Из заметок Волкова на книгу «Мученики ленинградской блокады» особенно ложится один эпизод, раскрывающий, а также – помогающий понять состояние детей, пораженных травматическим переживанием и безучастно лежащих на кроватках детского дома в блокадном Ленинграде. Олег Волков, подвергнутый заключению в годы тотальных репрессий (не в связи в какой-то значимой виной) на определенном этапе был помещен в изолятор (вот он – опыт изоляции!)

 

О изоляции также см. в третьей части данной статьи в главе «Преодоление травматического опыта и христианская парадигма» [19].

Ссылки на другие материалы об опыте людей по сохранению своей идентичности в условиях изоляции см. в начале данной части 2.3.

 

Олега, помещенного в изолятор, изредка выводили на прогулку в огороженный двор. И хотя сходить и подниматься по ступенькам крыльца ему было трудно, он все торопился выйти, чувствуя, что нельзя «поддаться искушению лежать, не утруждая себя». Он чувствовал, что здесь речь идет о позиции, которую он «должен отстаивать как можно дольше, защищая свою жизнь».
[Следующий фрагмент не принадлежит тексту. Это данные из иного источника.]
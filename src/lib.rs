//! docuscan: ドキュメント撮影・検出ワークフロー
//!
//! ライブフィードのプレビュー、静止画キャプチャ、検出APIへの送信を
//! 制御するCapture-and-Detectコントローラ。
//!
//! # アーキテクチャ
//! - **Domain層**: セッション状態機械・型・ポート（trait）定義
//! - **Application層**: コントローラ（ユースケース・並行制御）
//! - **Infrastructure層**: HTTP検出クライアント・PNGラスタライザ・モック
//!
//! このライブラリクレートは、バイナリ（main.rs）と統合テストから
//! 各モジュールへアクセスするために存在する。

pub mod application;
pub mod domain;
pub mod infrastructure;
pub mod logging;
В период изоляции Волков констатировал, что не умел подняться мыслями и душой над заботами, сосредоточенными вокруг проблемы выживания. Чем труднее ему давалась реализация движения, тем большей выдержки требовалось от него, чтобы сохранить до вечера кусочек хлеба. Тем полнее его сознание занималось темой напряжения мышц, работающих во время движения, и темой употребляемых им для реализации движения усилий воли. «Ни о чем другом уже не думалось и не мечталось».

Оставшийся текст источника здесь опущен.